Directions for this task. Set down all of the data that follows, keeping every character.

Information shown.

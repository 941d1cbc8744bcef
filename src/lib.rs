//! # tastemap
//!
//! Spatial layout of raters from a pairwise taste-divergence matrix, plus the
//! items that explain each axis of that layout.
//!
//! - [`embed`]: from-scratch Jacobi eigen-solver and classical (Torgerson) MDS
//! - [`axis`]: per-item Pearson loadings, driver rankings, axis descriptions
//! - [`metrics`]: correlation and distance helpers
//! - [`diagnostics`]: non-fatal conditions absorbed along the way
//!
//! Everything is a pure, synchronous computation over in-memory arrays; no
//! state survives between calls.
//!
//! ```rust
//! use std::collections::HashMap;
//! use tastemap::{analyze, Axis, DissimilarityMatrix, ItemMetrics};
//! use ndarray::array;
//!
//! let d = DissimilarityMatrix::new(
//!     vec!["ann".into(), "bo".into(), "cy".into(), "di".into()],
//!     array![
//!         [0.0, 1.0, 10.0, 10.0],
//!         [1.0, 0.0, 10.0, 10.0],
//!         [10.0, 10.0, 0.0, 1.0],
//!         [10.0, 10.0, 1.0, 0.0],
//!     ],
//! ).unwrap();
//!
//! let mut ranks: ItemMetrics = HashMap::new();
//! ranks.insert(
//!     "song".into(),
//!     [("ann", 1.0), ("bo", 2.0), ("cy", 9.0), ("di", 10.0)]
//!         .into_iter()
//!         .map(|(k, v)| (k.to_string(), v))
//!         .collect(),
//! );
//!
//! let map = analyze(&d, &ranks).unwrap();
//! assert_eq!(map.embedding.len(), 4);
//! assert_eq!(map.axes.ranked(Axis::X)[0].item, "song");
//! ```

pub mod axis;
pub mod diagnostics;
pub mod embed;
/// Error types used across `tastemap`.
pub mod error;
pub mod matrix;
pub mod metrics;

#[cfg(test)]
mod pipeline_tests;

pub use axis::{
    Axis, AxisAnalysis, AxisDescription, AxisLoading, AxisLoadingAnalyzer, ItemContribution,
    ItemMetrics,
};
pub use diagnostics::{Diagnostic, DiagnosticKind, DiagnosticReport, Severity};
pub use embed::{
    ClassicalMds, EigenDecomposition, EigenPair, Embedding, EmbeddingPoint, JacobiSolver,
};
pub use error::{Error, Result};
pub use matrix::DissimilarityMatrix;
pub use metrics::pearson;

/// Embedding and axis analysis for one divergence matrix.
#[derive(Debug, Clone)]
pub struct TasteMap {
    /// Per-entity coordinates and variance explained.
    pub embedding: Embedding,
    /// Item loadings and axis descriptions.
    pub axes: AxisAnalysis,
}

impl TasteMap {
    /// Diagnostics from both stages, embedding first.
    pub fn diagnostics(&self) -> DiagnosticReport {
        let mut report = self.embedding.diagnostics().clone();
        report.extend(self.axes.diagnostics());
        report
    }
}

/// Run MDS and axis analysis with default settings.
pub fn analyze(matrix: &DissimilarityMatrix, metrics: &ItemMetrics) -> Result<TasteMap> {
    let embedding = ClassicalMds::new().fit(matrix)?;
    let axes = AxisLoadingAnalyzer::new().analyze(&embedding, metrics)?;
    Ok(TasteMap { embedding, axes })
}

Response to this exercise.
repository 941d1cbc8744bcef
filename src/lib.rs
//! # tastemap
//!
//! Spatial layout of raters from a pairwise taste-divergence matrix, plus the
//! items that explain each axis of that layout.
//!
//! - [`embed`]: from-scratch Jacobi eigen-solver and classical (Torgerson) MDS
//! - [`axis`]: per-item Pearson loadings, driver rankings, axis descriptions
//! - [`metrics`]: correlation and distance helpers
//! - [`diagnostics`]: non-fatal conditions absorbed along the way
//!
//! Everything is a pure, synchronous computation over in-memory arrays; no
//! state survives between calls.
//!
//! ```rust
//! use std::collections::HashMap;
//! use tastemap::{analyze, Axis, DissimilarityMatrix, ItemMetrics};
//! use ndarray::array;
//!
//! let d = DissimilarityMatrix::new(
//!     vec!["ann".into(), "bo".into(), "cy".into(), "di".into()],
//!     array![
//!         [0.0, 1.0, 10.0, 10.0],
//!         [1.0, 0.0, 10.0, 10.0],
//!         [10.0, 10.0, 0.0, 1.0],
//!         [10.0, 10.0, 1.0, 0.0],
//!     ],
//! ).unwrap();
//!
//! let mut ranks: ItemMetrics = HashMap::new();
//! ranks.insert(
//!     "song".into(),
//!     [("ann", 1.0), ("bo", 2.0), ("cy", 9.0), ("di", 10.0)]
//!         .into_iter()
//!         .map(|(k, v)| (k.to_string(), v))
//!         .collect(),
//! );
//!
//! let map = analyze(&d, &ranks).unwrap();
//! assert_eq!(map.embedding.len(), 4);
//! assert_eq!(map.axes.ranked(Axis::X)[0].item, "song");
//! ```

pub mod axis;
pub mod diagnostics;
pub mod embed;
/// Error types used across `tastemap`.
pub mod error;
pub mod matrix;
pub mod metrics;

#[cfg(test)]
mod pipeline_tests;

pub use axis::{
    Axis, AxisAnalysis, AxisDescription, AxisLoading, AxisLoadingAnalyzer, ItemContribution,
    ItemMetrics,
};
pub use diagnostics::{Diagnostic, DiagnosticKind, DiagnosticReport, Severity};
pub use embed::{
    ClassicalMds, EigenDecomposition, EigenPair, Embedding, EmbeddingPoint, JacobiSolver,
};
pub use error::{Error, Result};
pub use matrix::DissimilarityMatrix;
pub use metrics::pearson;

/// Embedding and axis analysis for one divergence matrix.
#[derive(Debug, Clone)]
pub struct TasteMap {
    /// Per-entity coordinates and variance explained.
    pub embedding: Embedding,
    /// Item loadings and axis descriptions.
    pub axes: AxisAnalysis,
}

impl TasteMap {
    /// Diagnostics from both stages, embedding first.
    pub fn diagnostics(&self) -> DiagnosticReport {
        let mut report = self.embedding.diagnostics().clone();
        report.extend(self.axes.diagnostics());
        report
    }
}

/// Run MDS and axis analysis with default settings.
pub fn analyze(matrix: &DissimilarityMatrix, metrics: &ItemMetrics) -> Result<TasteMap> {
    let embedding = ClassicalMds::new().fit(matrix)?;
    let axes = AxisLoadingAnalyzer::new().analyze(&embedding, metrics)?;
    Ok(TasteMap { embedding, axes })
}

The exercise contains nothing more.